First, there’s the issue of self-selection. Potteiger believes that many pro athletes—such as LeBron James—would be successful decathletes, but choose not to, probably because of the sport’s low profile and earning potential. At some point, the multisport athlete has to specialize to become successful. And even within a sport, certain skills are more or less important than others. (Take basketball—a point guard needs quickness, but a center may not.)
How the Fittest Train
Now that we’ve reached educated conclusions about the fittest athletes, you may be wondering what kind of training it takes to become one. Durkin, who trains many pro athletes, gave us a detailed look. In the off-season his charges will do a 45- to 60-minute high-intensity interval workouts three to four times a week. As the season approaches, they’ll work out longer (up to two-and-a-half hours a day), working both the upper and lower body, incorporating weights and on-field sport-specific activities. A typical weekly breakdown is:
- Monday and Thursday: lower body and core
- Tuesday and Friday: upper body
- A peak workout for the lower body consists of some combination of squats, lunges, side lunges, plyometrics, single leg Romanian deadlifts, kettlebell swings and lateral band walks (for the hips), using a Superband. Core work includes exercises using the TRX Suspension Trainer, Swiss balls and BOSU balls, push-passes with a medicine ball, total gym knee tucks and rotational training work for the hips and core on the TRX Rip Trainer. “We’ll do four to six lower-body exercises, plus five to 10 sets of core training,” Durkin says.
- The next day, the upper-body work consists of four to six exercises (two to four sets of each) from among the following: balance-board push-ups, stability ball dumbbell bench press, TRX rows, Total Gym pull-ups, TRX movements for the shoulder and back, and one-arm rows and other traditional strength-training exercises on machines or with free weights. He also uses relatively esoteric equipment such as fat bars (which are thicker, harder-to-grip barbells) or rice buckets (to strengthen fingertip grip).
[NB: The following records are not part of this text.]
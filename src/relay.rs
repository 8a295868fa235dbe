//! Relay access: the query seam, concurrent fan-out, and the nostr-sdk pool.

use anyhow::{bail, Context, Result};
use async_trait::async_trait;
use futures_util::future::join_all;
use nostr_core::{merge_batches, short_hex, Event, QueryFilter, RelayMetadata};
use nostr_sdk::{Alphabet, Client, EventId, Filter, Kind, PublicKey, SingleLetterTag};
use std::time::Duration;
use tracing::{debug, info, warn};

/// Per-relay operations the orchestrator depends on.
#[async_trait]
pub trait RelayQuery: Send + Sync {
    /// Fetch the stored events matching `filter` from one relay.
    async fn query(&self, relay: &str, filter: &QueryFilter) -> Result<Vec<Event>>;

    /// Fetch the relay's NIP-11 information document.
    async fn describe(&self, relay: &str) -> Result<RelayMetadata>;

    /// Send a signed event to every relay.
    async fn broadcast(&self, relays: &[String], event: &Event) -> Result<()>;
}

/// Query every relay concurrently and merge the results.
///
/// A failing relay is logged and contributes an empty batch.
pub async fn query_relays(
    backend: &dyn RelayQuery,
    relays: &[String],
    filter: &QueryFilter,
) -> Vec<Event> {
    let fetches = relays.iter().map(|relay| async move {
        match backend.query(relay, filter).await {
            Ok(events) => {
                debug!("{} returned {} event(s)", relay, events.len());
                events
            }
            Err(e) => {
                warn!("Query to {} failed: {:#}", relay, e);
                Vec::new()
            }
        }
    });
    merge_batches(join_all(fetches).await)
}

/// HTTP URL serving a relay's NIP-11 document.
pub fn information_url(relay: &str) -> String {
    if let Some(rest) = relay.strip_prefix("wss://") {
        format!("https://{}", rest)
    } else if let Some(rest) = relay.strip_prefix("ws://") {
        format!("http://{}", rest)
    } else {
        relay.to_string()
    }
}

/// Translate a query filter into a nostr-sdk filter.
///
/// Authors and ids that do not parse are skipped with a warning so one bad
/// value cannot sink the rest of the request. A list left empty that way is
/// an error, since an empty list would match everything.
pub fn to_sdk_filter(filter: &QueryFilter) -> Result<Filter> {
    let mut sdk = Filter::new().kinds(filter.kinds.iter().map(|k| Kind::from(*k)));

    if let Some(authors) = &filter.authors {
        let parsed = parse_valid(authors, "author", |a| PublicKey::from_hex(a).ok());
        if parsed.is_empty() && !authors.is_empty() {
            bail!("No valid authors in filter");
        }
        sdk = sdk.authors(parsed);
    }

    if let Some(ids) = &filter.ids {
        let parsed = parse_valid(ids, "event id", |id| EventId::from_hex(id).ok());
        if parsed.is_empty() && !ids.is_empty() {
            bail!("No valid event ids in filter");
        }
        sdk = sdk.ids(parsed);
    }

    if let Some(tags) = &filter.tag_filters {
        for (name, values) in tags {
            let tag = match *name {
                'e' => SingleLetterTag::lowercase(Alphabet::E),
                'p' => SingleLetterTag::lowercase(Alphabet::P),
                other => SingleLetterTag::from_char(other)
                    .with_context(|| format!("Invalid tag filter: #{}", other))?,
            };
            sdk = sdk.custom_tags(tag, values.iter().cloned());
        }
    }

    if let Some(limit) = filter.limit {
        sdk = sdk.limit(limit);
    }

    Ok(sdk)
}

fn parse_valid<T>(values: &[String], what: &str, parse: impl Fn(&str) -> Option<T>) -> Vec<T> {
    values
        .iter()
        .filter_map(|value| {
            let parsed = parse(value);
            if parsed.is_none() {
                warn!("Skipping invalid {} in filter: {:?}", what, value);
            }
            parsed
        })
        .collect()
}

/// Relay access over nostr-sdk websockets and reqwest for NIP-11.
#[derive(Clone)]
pub struct RelayPool {
    client: Client,
    http: reqwest::Client,
    timeout: Duration,
}

impl RelayPool {
    pub fn new(timeout: Duration) -> Result<Self> {
        let http = reqwest::Client::builder()
            .timeout(timeout)
            .build()
            .context("Failed to build HTTP client")?;
        Ok(Self {
            client: Client::default(),
            http,
            timeout,
        })
    }

    async fn ensure_relay(&self, relay: &str) -> Result<()> {
        let added = self
            .client
            .add_relay(relay)
            .await
            .with_context(|| format!("Failed to add relay: {}", relay))?;
        if added {
            self.client.connect().await;
            info!("Connected to {}", relay);
        }
        Ok(())
    }

    pub async fn disconnect(&self) {
        self.client.disconnect().await;
    }
}

#[async_trait]
impl RelayQuery for RelayPool {
    async fn query(&self, relay: &str, filter: &QueryFilter) -> Result<Vec<Event>> {
        self.ensure_relay(relay).await?;
        let sdk_filter = to_sdk_filter(filter)?;

        let events = tokio::time::timeout(
            self.timeout,
            self.client.fetch_events_from([relay], sdk_filter, self.timeout),
        )
        .await
        .context("Timeout fetching events")?
        .context("Failed to fetch events")?;

        Ok(events.into_iter().map(|e| Event::from_sdk(&e)).collect())
    }

    async fn describe(&self, relay: &str) -> Result<RelayMetadata> {
        let url = information_url(relay);
        let metadata = self
            .http
            .get(&url)
            .header(reqwest::header::ACCEPT, "application/nostr+json")
            .send()
            .await
            .with_context(|| format!("Failed to reach {}", url))?
            .error_for_status()
            .with_context(|| format!("Relay information request to {} failed", url))?
            .json::<RelayMetadata>()
            .await
            .with_context(|| format!("Invalid relay information document from {}", url))?;
        Ok(metadata)
    }

    async fn broadcast(&self, relays: &[String], event: &Event) -> Result<()> {
        let mut reachable = Vec::with_capacity(relays.len());
        for relay in relays {
            match self.ensure_relay(relay).await {
                Ok(()) => reachable.push(relay.as_str()),
                Err(e) => warn!("Skipping {} for broadcast: {:#}", relay, e),
            }
        }
        if reachable.is_empty() {
            bail!("No reachable relay to broadcast to");
        }
        let sdk_event = event.to_sdk().context("Signed event is not valid")?;
        let output = self
            .client
            .send_event_to(reachable, &sdk_event)
            .await
            .context("Failed to send event")?;
        debug!(
            "Event {} accepted by {} relay(s), rejected by {}",
            short_hex(&event.id),
            output.success.len(),
            output.failed.len()
        );
        Ok(())
    }
}

#[cfg(test)]
mod tests {
    use super::*;
    use nostr_core::event::KIND_TEXT_NOTE;
    use std::collections::HashMap;
    use parking_lot::Mutex;

    #[test]
    fn information_url_swaps_scheme() {
        assert_eq!(information_url("wss://nos.lol"), "https://nos.lol");
        assert_eq!(information_url("ws://127.0.0.1:7777"), "http://127.0.0.1:7777");
    }

    #[test]
    fn sdk_filter_translates_tags_and_rejects_bad_hex() {
        let root = "46d731680add2990efe1cc619dc9b8014feeb23261ab9dee50e9d11814de5a2b";
        let filter = QueryFilter::thread_replies(root);
        let sdk = to_sdk_filter(&filter).unwrap();
        let json = nostr_sdk::JsonUtil::as_json(&sdk);
        assert!(json.contains(r##""#e":["46d73168"##));
        assert!(json.contains(r#""kinds":[1]"#));

        assert!(to_sdk_filter(&QueryFilter::authored_by("not-hex", 5)).is_err());
    }

    #[test]
    fn sdk_filter_skips_bad_authors_but_keeps_the_rest() {
        let valid = "3bf0c63fcb93463407af97a5e5ee64fa883d107ef9e558472c4eb9aaaefa459d";
        let authors = vec![valid.to_string(), "npub1notahexkey".to_string(), String::new()];
        let sdk = to_sdk_filter(&QueryFilter::profiles(&authors)).unwrap();
        let json = nostr_sdk::JsonUtil::as_json(&sdk);
        assert!(json.contains(&format!(r#""authors":["{}"]"#, valid)));
    }

    #[tokio::test]
    async fn broadcast_skips_relays_that_cannot_be_added() {
        let pool = RelayPool::new(Duration::from_secs(1)).unwrap();
        let relays = vec!["not a relay".to_string(), String::new()];
        let err = pool.broadcast(&relays, &note("n1", 1)).await.unwrap_err();
        assert!(err.to_string().contains("No reachable relay"));
    }

    struct Scripted {
        batches: HashMap<String, Result<Vec<Event>, String>>,
        seen: Mutex<Vec<String>>,
    }

    #[async_trait]
    impl RelayQuery for Scripted {
        async fn query(&self, relay: &str, _filter: &QueryFilter) -> Result<Vec<Event>> {
            self.seen.lock().push(relay.to_string());
            match self.batches.get(relay) {
                Some(Ok(events)) => Ok(events.clone()),
                Some(Err(e)) => Err(anyhow::anyhow!(e.clone())),
                None => Ok(Vec::new()),
            }
        }

        async fn describe(&self, _relay: &str) -> Result<RelayMetadata> {
            Ok(RelayMetadata::default())
        }

        async fn broadcast(&self, _relays: &[String], _event: &Event) -> Result<()> {
            Ok(())
        }
    }

    fn note(id: &str, created_at: u64) -> Event {
        Event {
            id: id.to_string(),
            pubkey: "a".repeat(64),
            created_at,
            kind: KIND_TEXT_NOTE,
            tags: vec![],
            content: String::new(),
            sig: String::new(),
        }
    }

    #[tokio::test]
    async fn fan_out_merges_and_tolerates_failures() {
        let backend = Scripted {
            batches: HashMap::from([
                ("wss://a".to_string(), Ok(vec![note("n1", 2), note("n2", 1)])),
                ("wss://b".to_string(), Err("connection refused".to_string())),
                ("wss://c".to_string(), Ok(vec![note("n2", 1), note("n3", 3)])),
            ]),
            seen: Mutex::new(Vec::new()),
        };
        let relays = vec!["wss://a".to_string(), "wss://b".to_string(), "wss://c".to_string()];

        let events = query_relays(&backend, &relays, &QueryFilter::recent_notes(10)).await;
        let ids: Vec<_> = events.iter().map(|e| e.id.as_str()).collect();
        assert_eq!(ids, vec!["n2", "n1", "n3"]);
        assert_eq!(backend.seen.lock().len(), 3);
    }
}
- Some days Durkin adds 30 to 40 minutes of agility drills that replicate moves on the field (with a 1:2 or 1:3 work-to-rest ratio; that is, 20 seconds of work, 40 seconds of rest) using cones, ladders, hurdles and Superbands.
- If those weren’t enough, he adds supplementary exercises for the neck, feet and ankles.
So, if as Chang says, “the fittest athlete is in the eye of the beholder,” anyone who can survive Durkin’s workouts can probably claim the mantle.
Jim Gerard is an author, journalist, playwright and stand-up comic. He has written for the New Republic, Travel & Leisure, Maxim, Cosmopolitan, Washington Post, Salon, Details, New York Observer, and many other magazines. For more information, visit his site at www.gangof60.com.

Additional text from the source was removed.